Integrating the wiki into established work practices
McAfee (2006) argues that implementation of a wiki in an organization does not
guarantee that busy knowledge workers will use the technology. It is a typical case of
“if we build it will they come?”.
In most organizations, there already exist many other collaboration tools.
Employees may be unwilling to learn to use another tool particularly if the purpose of
the wiki is unclear and employees are unsure of the beneﬁts. Employees may need
good reasons to change their work practices such as a belief that the change will
enhance their power and identity. There is also no guarantee that a newly introduced
technology will have lasting power. It is common for technologies to go as quickly as
they come. Trkman and Trkman (2009) point out that fragmentation of the users
among several different technologies can be a problem because the users are not going
to experiment to see which ones will survive in the long run.
The wiki might also not be part of current work practice. Meloche et al. (2009) argue
that for successful wiki adoption, knowledge work needs to be part of the job
description and employees need to be engaged in work processes that incorporate
knowledge capture, sharing and use. Organizations should not just develop a wiki and
expect the employees to adopt knowledge processes that were not previously part of
their work practice. Even where the wiki has been successfully adopted, usage may
vary depending on the wiki’s intended use. Wikis enable collaborative authorship
where users can edit each other’s work thereby contributing to knowledge creation.

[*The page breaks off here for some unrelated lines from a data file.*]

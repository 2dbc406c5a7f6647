//! Attachment records and the depth-bounded walk that finds them.

use std::convert::Infallible;

use serde::{Deserialize, Serialize};

use crate::config::MAX_WALK_DEPTH;
use crate::tree::Node;

/// `_type._name` of an attachment node
pub const ATTACHMENT_TYPE: &str = "ActionTestAttachment";

/// An `ActionTestAttachment` node from the dump
#[derive(Debug, Clone, PartialEq, Eq, Serialize, Deserialize)]
pub struct AttachmentRecord {
    /// Display name (`name._value`), if present
    pub name: Option<String>,

    /// Content type (`uniformTypeIdentifier._value`), empty if absent
    pub uniform_type_identifier: String,

    /// Payload reference (`payloadRef.id._value`), empty if absent
    pub payload_id: String,
}

impl AttachmentRecord {
    /// Read a record from a node whose type tag is `ActionTestAttachment`.
    /// Returns `None` for any other node.
    pub fn from_node(node: &Node) -> Option<Self> {
        let type_name = node.path(&["_type", "_name"]).and_then(Node::as_str)?;
        if type_name != ATTACHMENT_TYPE {
            return None;
        }

        let value_at = |keys: &[&str]| node.path(keys).and_then(Node::as_str).map(str::to_string);

        Some(Self {
            name: value_at(&["name", "_value"]),
            uniform_type_identifier: value_at(&["uniformTypeIdentifier", "_value"])
                .unwrap_or_default(),
            payload_id: value_at(&["payloadRef", "id", "_value"]).unwrap_or_default(),
        })
    }

    /// Substring match, so `public.png` and `png` both qualify
    pub fn is_png(&self) -> bool {
        self.uniform_type_identifier.contains("png")
    }

    /// Whether this record should be fetched and written
    pub fn is_extractable(&self) -> bool {
        !self.payload_id.is_empty() && self.is_png()
    }

    /// Base file name: the display name, or `screenshot_<count>` when absent.
    /// Path separators are replaced so the file stays in the output directory.
    pub fn file_stem(&self, count: usize) -> String {
        match &self.name {
            Some(name) => name.replace(['/', '\\'], "_"),
            None => format!("screenshot_{}", count),
        }
    }
}

/// Walk `node` depth-first and hand every attachment record to `visit`, in
/// document order.
///
/// Nodes deeper than [`MAX_WALK_DEPTH`] are not inspected. The children of
/// a matched node are still walked. The first error from `visit` stops the
/// walk.
pub fn find_attachments<F, E>(node: &Node, depth: usize, visit: &mut F) -> Result<(), E>
where
    F: FnMut(AttachmentRecord) -> Result<(), E>,
{
    if depth > MAX_WALK_DEPTH || !node.is_container() {
        return Ok(());
    }

    if let Some(record) = AttachmentRecord::from_node(node) {
        visit(record)?;
    }

    for child in node.children() {
        find_attachments(child, depth + 1, visit)?;
    }
    Ok(())
}

/// Collect every attachment record reachable from the root
pub fn collect_attachments(root: &Node) -> Vec<AttachmentRecord> {
    let mut records = Vec::new();
    let Ok(()) = find_attachments(root, 0, &mut |record: AttachmentRecord| {
        records.push(record);
        Ok::<(), Infallible>(())
    });
    records
}

#[cfg(test)]
mod tests {
    use super::*;
    use pretty_assertions::assert_eq;
    use serde_json::{Value, json};

    fn attachment(name: Option<&str>, uti: &str, id: &str) -> Value {
        let mut node = json!({
            "_type": {"_name": "ActionTestAttachment"},
            "uniformTypeIdentifier": {"_value": uti},
            "payloadRef": {"id": {"_value": id}},
        });
        if let Some(name) = name {
            node["name"] = json!({"_value": name});
        }
        node
    }

    fn nested(depth: usize, leaf: Value) -> Node {
        let mut value = leaf;
        for _ in 0..depth {
            value = json!({"child": value});
        }
        Node::from(value)
    }

    #[test]
    fn test_from_node_reads_fields() {
        let node = Node::from(attachment(Some("login"), "public.png", "REF1"));
        assert_eq!(
            AttachmentRecord::from_node(&node),
            Some(AttachmentRecord {
                name: Some("login".to_string()),
                uniform_type_identifier: "public.png".to_string(),
                payload_id: "REF1".to_string(),
            })
        );
    }

    #[test]
    fn test_from_node_ignores_other_types() {
        let node = Node::from(json!({"_type": {"_name": "ActionTestAttachmentsGroup"}}));
        assert!(AttachmentRecord::from_node(&node).is_none());
        let untyped = Node::from(json!({"name": {"_value": "x"}}));
        assert!(AttachmentRecord::from_node(&untyped).is_none());
    }

    #[test]
    fn test_missing_fields_default_to_empty() {
        let node = Node::from(json!({"_type": {"_name": "ActionTestAttachment"}}));
        let record = AttachmentRecord::from_node(&node).unwrap();
        assert_eq!(record.name, None);
        assert!(record.uniform_type_identifier.is_empty());
        assert!(!record.is_extractable());
    }

    #[test]
    fn test_is_extractable() {
        let record = |uti: &str, id: &str| AttachmentRecord {
            name: None,
            uniform_type_identifier: uti.to_string(),
            payload_id: id.to_string(),
        };
        assert!(record("public.png", "R").is_extractable());
        assert!(!record("public.jpeg", "R").is_extractable());
        assert!(!record("", "R").is_extractable());
        assert!(!record("public.png", "").is_extractable());
        // Case-sensitive substring
        assert!(!record("public.PNG", "R").is_extractable());
    }

    #[test]
    fn test_file_stem() {
        let mut record = AttachmentRecord {
            name: None,
            uniform_type_identifier: "public.png".to_string(),
            payload_id: "R".to_string(),
        };
        assert_eq!(record.file_stem(3), "screenshot_3");
        record.name = Some("Launch Screen".to_string());
        assert_eq!(record.file_stem(3), "Launch Screen");
        record.name = Some("flows/login\\step".to_string());
        assert_eq!(record.file_stem(0), "flows_login_step");
    }

    #[test]
    fn test_walk_finds_nested_attachments_in_order() {
        let root = Node::from(json!({
            "actions": [
                {"summary": attachment(Some("first"), "public.png", "A")},
                {"_type": {"_name": "ActionTestActivitySummary"},
                 "attachments": [attachment(Some("second"), "public.jpeg", "B")]},
            ],
            "tail": attachment(Some("third"), "public.png", "C"),
        }));
        let names: Vec<Option<String>> =
            collect_attachments(&root).into_iter().map(|r| r.name).collect();
        assert_eq!(
            names,
            vec![
                Some("first".to_string()),
                Some("second".to_string()),
                Some("third".to_string())
            ]
        );
    }

    #[test]
    fn test_walk_descends_into_matched_node() {
        let mut outer = attachment(Some("outer"), "public.png", "A");
        outer["children"] = json!([attachment(Some("inner"), "public.png", "B")]);
        let records = collect_attachments(&Node::from(outer));
        assert_eq!(records.len(), 2);
        assert_eq!(records[1].name.as_deref(), Some("inner"));
    }

    #[test]
    fn test_walk_depth_ceiling() {
        let leaf = || attachment(Some("deep"), "public.png", "A");
        assert_eq!(collect_attachments(&nested(20, leaf())).len(), 1);
        assert_eq!(collect_attachments(&nested(21, leaf())).len(), 0);
        assert_eq!(collect_attachments(&nested(25, leaf())).len(), 0);
    }

    #[test]
    fn test_walk_stops_on_visitor_error() {
        let root = Node::from(json!([
            attachment(Some("a"), "public.png", "A"),
            attachment(Some("b"), "public.png", "B"),
        ]));
        let mut seen = 0;
        let result = find_attachments(&root, 0, &mut |_: AttachmentRecord| {
            seen += 1;
            Err("stop")
        });
        assert_eq!(result, Err("stop"));
        assert_eq!(seen, 1);
    }
}
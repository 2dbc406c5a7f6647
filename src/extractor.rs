//! The screenshot extraction run.
//!
//! One call to [`Extractor::run`] does the whole job, strictly in order:
//! create the output directory, dump the bundle, walk the dump, and fetch
//! and write each PNG attachment as it is discovered. Progress lines go to
//! the writer passed in (stdout for the binary):
//!
//! ```text
//! Saved: Screenshots/login_screen.png
//! Total screenshots extracted: 1
//! ```

use std::fs;
use std::io::Write;
use std::path::{Path, PathBuf};

use chrono::{DateTime, Utc};
use log::debug;
use serde::{Deserialize, Serialize};

use crate::attachment::{AttachmentRecord, find_attachments};
use crate::config::Config;
use crate::error::ExtractResult;
use crate::tool::{CommandRunner, SystemRunner, XcResultTool};
use crate::tree::Node;

/// File name of the optional JSON manifest inside the output directory
pub const MANIFEST_FILE: &str = "manifest.json";

/// How a run ended
#[derive(Debug, Clone, PartialEq, Eq, Serialize, Deserialize)]
#[serde(tag = "status", rename_all = "snake_case")]
pub enum Outcome {
    /// The bundle was dumped and walked
    Extracted,
    /// The bundle path does not exist
    BundleMissing,
    /// Every dump form failed
    BundleUnreadable { reason: String },
}

/// One written screenshot
#[derive(Debug, Clone, PartialEq, Eq, Serialize, Deserialize)]
pub struct ExtractedScreenshot {
    /// Base name used for the file
    pub name: String,
    /// Path of the written file
    pub path: PathBuf,
    /// Payload reference the bytes were fetched with
    pub payload_id: String,
    /// Number of bytes written
    pub bytes: usize,
}

/// Summary of an extraction run
#[derive(Debug, Clone, Serialize, Deserialize)]
pub struct ExtractionReport {
    pub bundle: PathBuf,
    pub output_dir: PathBuf,
    pub outcome: Outcome,
    /// Written files in discovery order
    pub screenshots: Vec<ExtractedScreenshot>,
    pub total: usize,
    pub generated_at: DateTime<Utc>,
}

impl ExtractionReport {
    fn new(config: &Config, outcome: Outcome, screenshots: Vec<ExtractedScreenshot>) -> Self {
        Self {
            bundle: config.bundle_path.clone(),
            output_dir: config.output_dir.clone(),
            outcome,
            total: screenshots.len(),
            screenshots,
            generated_at: Utc::now(),
        }
    }

    /// Write the report as pretty JSON to `<output_dir>/manifest.json`
    pub fn write_manifest(&self) -> ExtractResult<PathBuf> {
        let path = self.output_dir.join(MANIFEST_FILE);
        fs::write(&path, serde_json::to_string_pretty(self)?)?;
        Ok(path)
    }
}

/// Extracts PNG attachments from one result bundle
pub struct Extractor<R> {
    config: Config,
    tool: XcResultTool<R>,
}

impl Extractor<SystemRunner> {
    /// Extractor that runs the real `xcresulttool`
    pub fn system(config: Config) -> Self {
        Self::new(config, SystemRunner)
    }
}

impl<R: CommandRunner> Extractor<R> {
    pub fn new(config: Config, runner: R) -> Self {
        let tool = XcResultTool::new(runner, config.tool_program.clone(), config.order);
        Self { config, tool }
    }

    /// Access the tool facade (and through it, the runner)
    pub fn tool(&self) -> &XcResultTool<R> {
        &self.tool
    }

    /// Run the extraction, writing progress lines to `out`.
    ///
    /// A missing or unreadable bundle is not an error: the report says so
    /// and the total is zero. Only I/O failures on the output side and a
    /// malformed dump are returned as errors.
    pub fn run<W: Write>(&self, out: &mut W) -> ExtractResult<ExtractionReport> {
        let bundle = &self.config.bundle_path;
        fs::create_dir_all(&self.config.output_dir)?;

        if !bundle.exists() {
            writeln!(out, "No result bundle found at {}", bundle.display())?;
            return self.finish(out, Outcome::BundleMissing, Vec::new());
        }

        let text = match self.tool.dump(bundle) {
            Ok(text) => text,
            Err(failure) => {
                let reason = failure.stderr_text();
                writeln!(out, "Could not read xcresult: {}", reason)?;
                return self.finish(out, Outcome::BundleUnreadable { reason }, Vec::new());
            }
        };

        let root = Node::parse(&text)?;
        let mut screenshots: Vec<ExtractedScreenshot> = Vec::new();

        find_attachments(&root, 0, &mut |record: AttachmentRecord| -> ExtractResult<()> {
            if !record.is_extractable() {
                debug!(
                    "Skipping attachment {:?} ({:?}, payload {:?})",
                    record.name, record.uniform_type_identifier, record.payload_id
                );
                return Ok(());
            }
            let saved = self.save(bundle, &record, screenshots.len())?;
            writeln!(out, "Saved: {}", saved.path.display())?;
            screenshots.push(saved);
            Ok(())
        })?;

        self.finish(out, Outcome::Extracted, screenshots)
    }

    fn save(
        &self,
        bundle: &Path,
        record: &AttachmentRecord,
        count: usize,
    ) -> ExtractResult<ExtractedScreenshot> {
        let name = record.file_stem(count);
        let path = self.config.output_dir.join(format!("{}.png", name));
        let data = self.tool.fetch(bundle, &record.payload_id);
        fs::write(&path, &data)?;
        debug!("Wrote {} bytes to {}", data.len(), path.display());

        Ok(ExtractedScreenshot {
            name,
            path,
            payload_id: record.payload_id.clone(),
            bytes: data.len(),
        })
    }

    fn finish<W: Write>(
        &self,
        out: &mut W,
        outcome: Outcome,
        screenshots: Vec<ExtractedScreenshot>,
    ) -> ExtractResult<ExtractionReport> {
        let report = ExtractionReport::new(&self.config, outcome, screenshots);
        writeln!(out, "Total screenshots extracted: {}", report.total)?;
        Ok(report)
    }
}
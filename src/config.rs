//! Configuration management with environment variable support.
//!
//! Every value has a default that matches a plain CI run: read
//! `UITestResults.xcresult` from the working directory and write PNGs to
//! `Screenshots/`. Command-line flags override whatever these resolve to.
//!
//! # Environment Variables
//!
//! | Variable | Description | Default |
//! |----------|-------------|---------|
//! | `XCRESULT_SCREENSHOTS_BUNDLE` | Result bundle to read | `UITestResults.xcresult` |
//! | `XCRESULT_SCREENSHOTS_OUTPUT_DIR` | Directory for extracted PNGs | `Screenshots` |
//! | `XCRESULT_SCREENSHOTS_TOOL` | Launcher for `xcresulttool` | `xcrun` |
//! | `XCRESULT_SCREENSHOTS_ORDER` | `object-first` or `legacy-first` | `object-first` |
//!
//! # Example
//!
//! ```bash
//! export XCRESULT_SCREENSHOTS_BUNDLE="build/UITests.xcresult"
//! export XCRESULT_SCREENSHOTS_ORDER="legacy-first"
//! ```

use std::env;
use std::path::PathBuf;
use std::sync::OnceLock;

use crate::tool::CommandOrder;

// ============================================================================
// Default Values
// ============================================================================

/// Default result bundle path
pub const DEFAULT_BUNDLE_PATH: &str = "UITestResults.xcresult";

/// Default output directory
pub const DEFAULT_OUTPUT_DIR: &str = "Screenshots";

/// Default launcher program
pub const DEFAULT_TOOL_PROGRAM: &str = "xcrun";

/// Subcommand passed to the launcher
pub const TOOL_SUBCOMMAND: &str = "xcresulttool";

/// Deepest tree level inspected during the attachment walk
pub const MAX_WALK_DEPTH: usize = 20;

// ============================================================================
// Environment Variable Names
// ============================================================================

/// Environment variable for the bundle path
pub const ENV_BUNDLE_PATH: &str = "XCRESULT_SCREENSHOTS_BUNDLE";

/// Environment variable for the output directory
pub const ENV_OUTPUT_DIR: &str = "XCRESULT_SCREENSHOTS_OUTPUT_DIR";

/// Environment variable for the launcher program
pub const ENV_TOOL_PROGRAM: &str = "XCRESULT_SCREENSHOTS_TOOL";

/// Environment variable for the command form order
pub const ENV_COMMAND_ORDER: &str = "XCRESULT_SCREENSHOTS_ORDER";

// ============================================================================
// Configuration Getters (with caching)
// ============================================================================

static CONFIG: OnceLock<Config> = OnceLock::new();

/// Get the global configuration (initialized from environment on first access)
pub fn get() -> &'static Config {
    CONFIG.get_or_init(Config::from_env)
}

/// Settings for one extraction run
#[derive(Debug, Clone, PartialEq)]
pub struct Config {
    /// Result bundle to read
    pub bundle_path: PathBuf,
    /// Directory the PNGs are written to
    pub output_dir: PathBuf,
    /// Program that launches `xcresulttool`
    pub tool_program: String,
    /// Which command form is tried first
    pub order: CommandOrder,
}

impl Config {
    /// Create configuration from environment variables, falling back to defaults
    pub fn from_env() -> Self {
        let defaults = Self::defaults();
        Self {
            bundle_path: env::var(ENV_BUNDLE_PATH)
                .map(PathBuf::from)
                .unwrap_or(defaults.bundle_path),
            output_dir: env::var(ENV_OUTPUT_DIR)
                .map(PathBuf::from)
                .unwrap_or(defaults.output_dir),
            tool_program: env::var(ENV_TOOL_PROGRAM).unwrap_or(defaults.tool_program),
            order: env::var(ENV_COMMAND_ORDER)
                .ok()
                .and_then(|s| CommandOrder::from_name(&s))
                .unwrap_or(defaults.order),
        }
    }

    /// Create configuration with all defaults (ignoring environment)
    pub fn defaults() -> Self {
        Self {
            bundle_path: PathBuf::from(DEFAULT_BUNDLE_PATH),
            output_dir: PathBuf::from(DEFAULT_OUTPUT_DIR),
            tool_program: DEFAULT_TOOL_PROGRAM.to_string(),
            order: CommandOrder::default(),
        }
    }

    /// Override the bundle path
    pub fn bundle_path(mut self, path: impl Into<PathBuf>) -> Self {
        self.bundle_path = path.into();
        self
    }

    /// Override the output directory
    pub fn output_dir(mut self, dir: impl Into<PathBuf>) -> Self {
        self.output_dir = dir.into();
        self
    }

    /// Override the launcher program
    pub fn tool_program(mut self, program: impl Into<String>) -> Self {
        self.tool_program = program.into();
        self
    }

    /// Override the command form order
    pub fn order(mut self, order: CommandOrder) -> Self {
        self.order = order;
        self
    }
}

impl Default for Config {
    fn default() -> Self {
        get().clone()
    }
}
//! Case builders shared by the unit tests.

use crate::network::{Branch, Bus, BusType, Gen, GenCost, Network};

pub(crate) fn ref_bus(i: usize) -> Bus {
    Bus {
        i,
        bus_type: BusType::REF,
        ..Default::default()
    }
}

pub(crate) fn bus(i: usize, pd: f64) -> Bus {
    Bus {
        i,
        pd,
        ..Default::default()
    }
}

pub(crate) fn gen(bus: usize, pmin: f64, pmax: f64, c2: f64, c1: f64) -> Gen {
    Gen {
        bus,
        pmin,
        pmax,
        cost: GenCost::Polynomial { c2, c1, c0: 0.0 },
        ..Default::default()
    }
}

pub(crate) fn branch(from_bus: usize, to_bus: usize, x: f64) -> Branch {
    Branch {
        from_bus,
        to_bus,
        x,
        ..Default::default()
    }
}

/// Two buses joined by one line (x = 0.1 p.u., 100 MVA rating), 50 MW
/// of demand at the second bus and a 100 MW unit with linear cost
/// 10 $/MWh at the reference.
pub(crate) fn two_bus_case() -> Network {
    let buses = vec![ref_bus(0), bus(1, 50.0)];
    let gens = vec![gen(0, 0.0, 100.0, 0.0, 10.0)];
    let mut line = branch(0, 1, 0.1);
    line.rate_a = 100.0;
    Network::new(100.0, buses, gens, vec![line]).unwrap()
}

However, employees may be reluctant to do this. In many organizations, particularly
large ones, employees may feel responsible for their work and claim ownership.
The role of management
The role of managers is so crucial that it may determine the success or failure of the wiki.
For instance, White and Lutters (2007) state that every instant of unsuccessful wiki
adoption in their seven case studies cited lack of management support as the primary
reason. Hasan and Pfaff (2006) also report a case of where plans to implement a wiki were
abandoned after the management withdrew its support for the project. Researchers
contend that the major reason for the lack of management support is concerns that the
wiki is a threat to organizational power. In many organizations, a hierarchy exists with
management occupying the top tier and with the employees at the bottom. Knowledge is
seen as a source of power and management are reluctant to share this power with the
employees who they regard as subordinates. Wikis, which are by nature collaborative
tools, allow democratisation of knowledge which threatens the power structure
associated with knowledge in such organizations. On the other hand, in organizations
with ﬂat structures, employees enjoy a high degree of autonomy and empowerment. In
such organizations, knowledge is collectively owned and shared. In order for wikis to be
successfully adopted and be beneﬁcial to the organization, management must allow
democratization of knowledge work as Meloche et al. (2009, p. 47) argue:
It is in the management’s interest to support the Wiki as a KMS because the Wiki will be
maintained by corporate knowledge workers (CKWs) and acquire and disseminate “living
Training, motivating and rewarding wiki users are issues which need management
support. As previously mentioned, training for all employees is necessary in order to
ensure that the wiki is easy to use. Management support is also needed to encourage wiki
usage. A major problem of corporate wikis is in motivating employees to contribute to it
and use its contents. Management can motivate employees by acknowledging and
rewarding participation. Even where wikis have developed in a bottom up approach
without formal authorisation, management support is necessary to ensure wiki
sustainability and further development. Wikis require leadership to take responsibility
for their administration and maintenance. There are numerous issues related to wiki
usage that management needs to provide leadership and direction for including
maintaining the server, promoting use, resolving disputes, enforcing consistency,
identifying topics that need development and rewarding contributors.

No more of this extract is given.